Harlan Krumholz is a cardiologist, educator, and scientist at Yale University and Yale New Haven Hospital. He is the Harold H. Hines, Jr. Professor of Medicine and the founder and Director of the Yale Center for Outcomes Research and Evaluation (CORE), one of the nation’s most prominent research groups working to improve health and health care. Dr. Krumholz’s work has improved the quality and outcomes of clinical decisions and healthcare delivery strategies and policies, reduced disparities, identified and addressed wasteful practices and improved information flow and research knowledge pipelines. He has published more than 1300 scientific articles and has an h-index >200. Dr. Krumholz co-founded the Yale University Open Data Access (YODA) Project, designed to increase access to clinical research data and promote their use to generate new knowledge. He is a co-founder of HugoHealth, a patient-centric platform to give people agency over their digital health data, and co-founder of Refactor Health, a healthcare AI-augmented data insight company. He is also a co-founder of medRxiv, a non-profit preprint server for the medical and health sciences. He is a member of the National Academy of Medicine.

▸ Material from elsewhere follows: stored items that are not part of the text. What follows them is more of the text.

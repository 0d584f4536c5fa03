//! Model registry — durable record of known model descriptors.
//!
//! Tracks every model the appliance knows about, loaded or not. Lookups
//! are read-mostly: readers clone an `Arc` of the whole map out of a
//! briefly-held lock and then work lock-free; writers rebuild the map and
//! swap the `Arc`. Status mutation is reserved for the lifecycle manager.

use crate::error::{CoreError, Result};
use crate::formats::{ArtifactFormat, detect_format};
use chrono::{DateTime, Utc};
use serde::{Deserialize, Serialize};
use std::collections::HashMap;
use std::path::{Path, PathBuf};
use std::sync::{Arc, RwLock};
use tracing::{debug, info, warn};

/// Lifecycle status of a registered model.
#[derive(Debug, Clone, Copy, PartialEq, Eq, Serialize, Deserialize)]
#[serde(rename_all = "snake_case")]
pub enum ModelStatus {
    Registered,
    Downloading,
    Ready,
    Loading,
    Loaded,
    Unloading,
    Failed,
}

impl ModelStatus {
    /// Whether a loaded handle exists or a transition is in flight,
    /// which blocks replacement and removal.
    pub fn is_resident(&self) -> bool {
        matches!(
            self,
            ModelStatus::Loading | ModelStatus::Loaded | ModelStatus::Unloading
        )
    }
}

impl std::fmt::Display for ModelStatus {
    fn fmt(&self, f: &mut std::fmt::Formatter<'_>) -> std::fmt::Result {
        match self {
            ModelStatus::Registered => write!(f, "registered"),
            ModelStatus::Downloading => write!(f, "downloading"),
            ModelStatus::Ready => write!(f, "ready"),
            ModelStatus::Loading => write!(f, "loading"),
            ModelStatus::Loaded => write!(f, "loaded"),
            ModelStatus::Unloading => write!(f, "unloading"),
            ModelStatus::Failed => write!(f, "failed"),
        }
    }
}

/// Descriptor for a known model, independent of load state.
#[derive(Debug, Clone, Serialize, Deserialize)]
pub struct ModelDescriptor {
    /// Unique model identifier.
    pub id: String,
    /// On-disk artifact location.
    pub artifact: PathBuf,
    pub format: ArtifactFormat,
    #[serde(default, skip_serializing_if = "Option::is_none")]
    pub parameter_count: Option<u64>,
    #[serde(default, skip_serializing_if = "Option::is_none")]
    pub quantization: Option<String>,
    /// Estimated resident memory cost when loaded, in MB.
    pub memory_cost_mb: u64,
    /// Estimated accelerator memory cost when loaded, in MB.
    pub accel_cost_mb: u64,
    pub status: ModelStatus,
    pub registered_at: DateTime<Utc>,
}

impl ModelDescriptor {
    pub fn new(id: impl Into<String>, artifact: impl Into<PathBuf>, memory_cost_mb: u64) -> Self {
        let artifact = artifact.into();
        let format = detect_format(&artifact);
        Self {
            id: id.into(),
            artifact,
            format,
            parameter_count: None,
            quantization: None,
            memory_cost_mb,
            accel_cost_mb: 0,
            status: ModelStatus::Registered,
            registered_at: Utc::now(),
        }
    }

    pub fn with_accel_cost(mut self, accel_cost_mb: u64) -> Self {
        self.accel_cost_mb = accel_cost_mb;
        self
    }

    pub fn with_quantization(mut self, quantization: impl Into<String>) -> Self {
        self.quantization = Some(quantization.into());
        self
    }

    pub fn with_parameter_count(mut self, parameter_count: u64) -> Self {
        self.parameter_count = Some(parameter_count);
        self
    }
}

type DescriptorMap = HashMap<String, Arc<ModelDescriptor>>;

/// Registry of known models.
pub struct ModelRegistry {
    models: RwLock<Arc<DescriptorMap>>,
}

impl ModelRegistry {
    pub fn new() -> Self {
        Self {
            models: RwLock::new(Arc::new(HashMap::new())),
        }
    }

    fn map(&self) -> Arc<DescriptorMap> {
        self.models.read().unwrap().clone()
    }

    fn update_map(&self, f: impl FnOnce(&mut DescriptorMap)) {
        let mut guard = self.models.write().unwrap();
        let mut map = (**guard).clone();
        f(&mut map);
        *guard = Arc::new(map);
    }

    /// Register a new model. Fails on duplicate ids and unreadable or
    /// unrecognized artifacts.
    pub fn register(&self, descriptor: ModelDescriptor) -> Result<()> {
        self.validate(&descriptor)?;
        if self.map().contains_key(&descriptor.id) {
            return Err(CoreError::ModelAlreadyRegistered {
                model_id: descriptor.id,
            });
        }
        self.insert(descriptor);
        Ok(())
    }

    /// Register a model, replacing any prior descriptor, unless that
    /// descriptor currently has a loaded handle or an in-flight
    /// transition.
    pub fn register_force(&self, descriptor: ModelDescriptor) -> Result<()> {
        self.validate(&descriptor)?;
        if let Some(existing) = self.map().get(&descriptor.id) {
            if existing.status.is_resident() {
                return Err(CoreError::TransitionConflict {
                    model_id: descriptor.id,
                    reason: format!("cannot replace a {} model", existing.status),
                });
            }
            info!(model_id = %descriptor.id, "replacing registered model");
        }
        self.insert(descriptor);
        Ok(())
    }

    fn validate(&self, descriptor: &ModelDescriptor) -> Result<()> {
        if descriptor.id.trim().is_empty() {
            return Err(CoreError::InvalidDescriptor {
                model_id: descriptor.id.clone(),
                reason: "id must not be empty".into(),
            });
        }
        if !descriptor.format.is_loadable() {
            return Err(CoreError::InvalidDescriptor {
                model_id: descriptor.id.clone(),
                reason: format!("unrecognized artifact format: {}", descriptor.artifact.display()),
            });
        }
        let readable = std::fs::metadata(&descriptor.artifact)
            .map(|m| m.is_file())
            .unwrap_or(false);
        if !readable {
            return Err(CoreError::ArtifactUnreadable {
                path: descriptor.artifact.clone(),
            });
        }
        Ok(())
    }

    fn insert(&self, mut descriptor: ModelDescriptor) {
        descriptor.status = ModelStatus::Registered;
        debug!(model_id = %descriptor.id, format = %descriptor.format, "model registered");
        self.update_map(|map| {
            map.insert(descriptor.id.clone(), Arc::new(descriptor));
        });
    }

    pub fn get(&self, model_id: &str) -> Option<Arc<ModelDescriptor>> {
        self.map().get(model_id).cloned()
    }

    pub fn require(&self, model_id: &str) -> Result<Arc<ModelDescriptor>> {
        self.get(model_id).ok_or_else(|| CoreError::UnknownModel {
            model_id: model_id.to_string(),
        })
    }

    pub fn contains(&self, model_id: &str) -> bool {
        self.map().contains_key(model_id)
    }

    /// All descriptors, sorted by id for stable output.
    pub fn list(&self) -> Vec<Arc<ModelDescriptor>> {
        let mut models: Vec<_> = self.map().values().cloned().collect();
        models.sort_by(|a, b| a.id.cmp(&b.id));
        models
    }

    /// Remove a descriptor. Refused while a loaded handle or pending
    /// transition references it.
    pub fn remove(&self, model_id: &str) -> Result<()> {
        let descriptor = self.require(model_id)?;
        if descriptor.status.is_resident() {
            return Err(CoreError::TransitionConflict {
                model_id: model_id.to_string(),
                reason: format!("cannot remove a {} model", descriptor.status),
            });
        }
        self.update_map(|map| {
            map.remove(model_id);
        });
        Ok(())
    }

    /// Update a model's lifecycle status. Lifecycle-manager use only.
    pub(crate) fn set_status(&self, model_id: &str, status: ModelStatus) -> Result<()> {
        let descriptor = self.require(model_id)?;
        debug!(model_id, from = %descriptor.status, to = %status, "model status");
        let mut updated = (*descriptor).clone();
        updated.status = status;
        self.update_map(|map| {
            map.insert(model_id.to_string(), Arc::new(updated));
        });
        Ok(())
    }

    /// Scan a directory and register every recognizable artifact not
    /// already known, deriving the memory estimate from file size.
    /// Returns the number of models registered.
    pub fn scan_directory(&self, dir: &Path) -> usize {
        let mut count = 0;
        let entries = match std::fs::read_dir(dir) {
            Ok(entries) => entries,
            Err(e) => {
                warn!(dir = %dir.display(), "model scan failed: {e}");
                return 0;
            }
        };
        for entry in entries.flatten() {
            let path = entry.path();
            if !detect_format(&path).is_loadable() {
                continue;
            }
            let id = match path.file_stem() {
                Some(stem) => stem.to_string_lossy().to_string(),
                None => continue,
            };
            if self.contains(&id) {
                continue;
            }
            let size_mb = std::fs::metadata(&path).map(|m| m.len()).unwrap_or(0) / (1024 * 1024);
            // Resident cost roughly tracks artifact size, plus headroom
            // for context buffers.
            let memory_cost_mb = size_mb + size_mb / 10 + 256;
            if self
                .register(ModelDescriptor::new(id, path, memory_cost_mb))
                .is_ok()
            {
                count += 1;
            }
        }
        if count > 0 {
            info!(dir = %dir.display(), count, "registered models from scan");
        }
        count
    }
}

impl Default for ModelRegistry {
    fn default() -> Self {
        Self::new()
    }
}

What do you do with data science?

I have a multi-disciplinary program to improve health outcomes through the use of digital data to propel discovery, support improvement, and extend accountability. We leverage real-world data sources and protocolized data collection to create novel digital biomarkers and signatures and assays that can unlock insights in medicine. We also use varied digital science approaches to improve clinical trials and causal inference from observational studies. The goal is to bring together talent, data, and important questions to improve patient outcomes and the public’s health.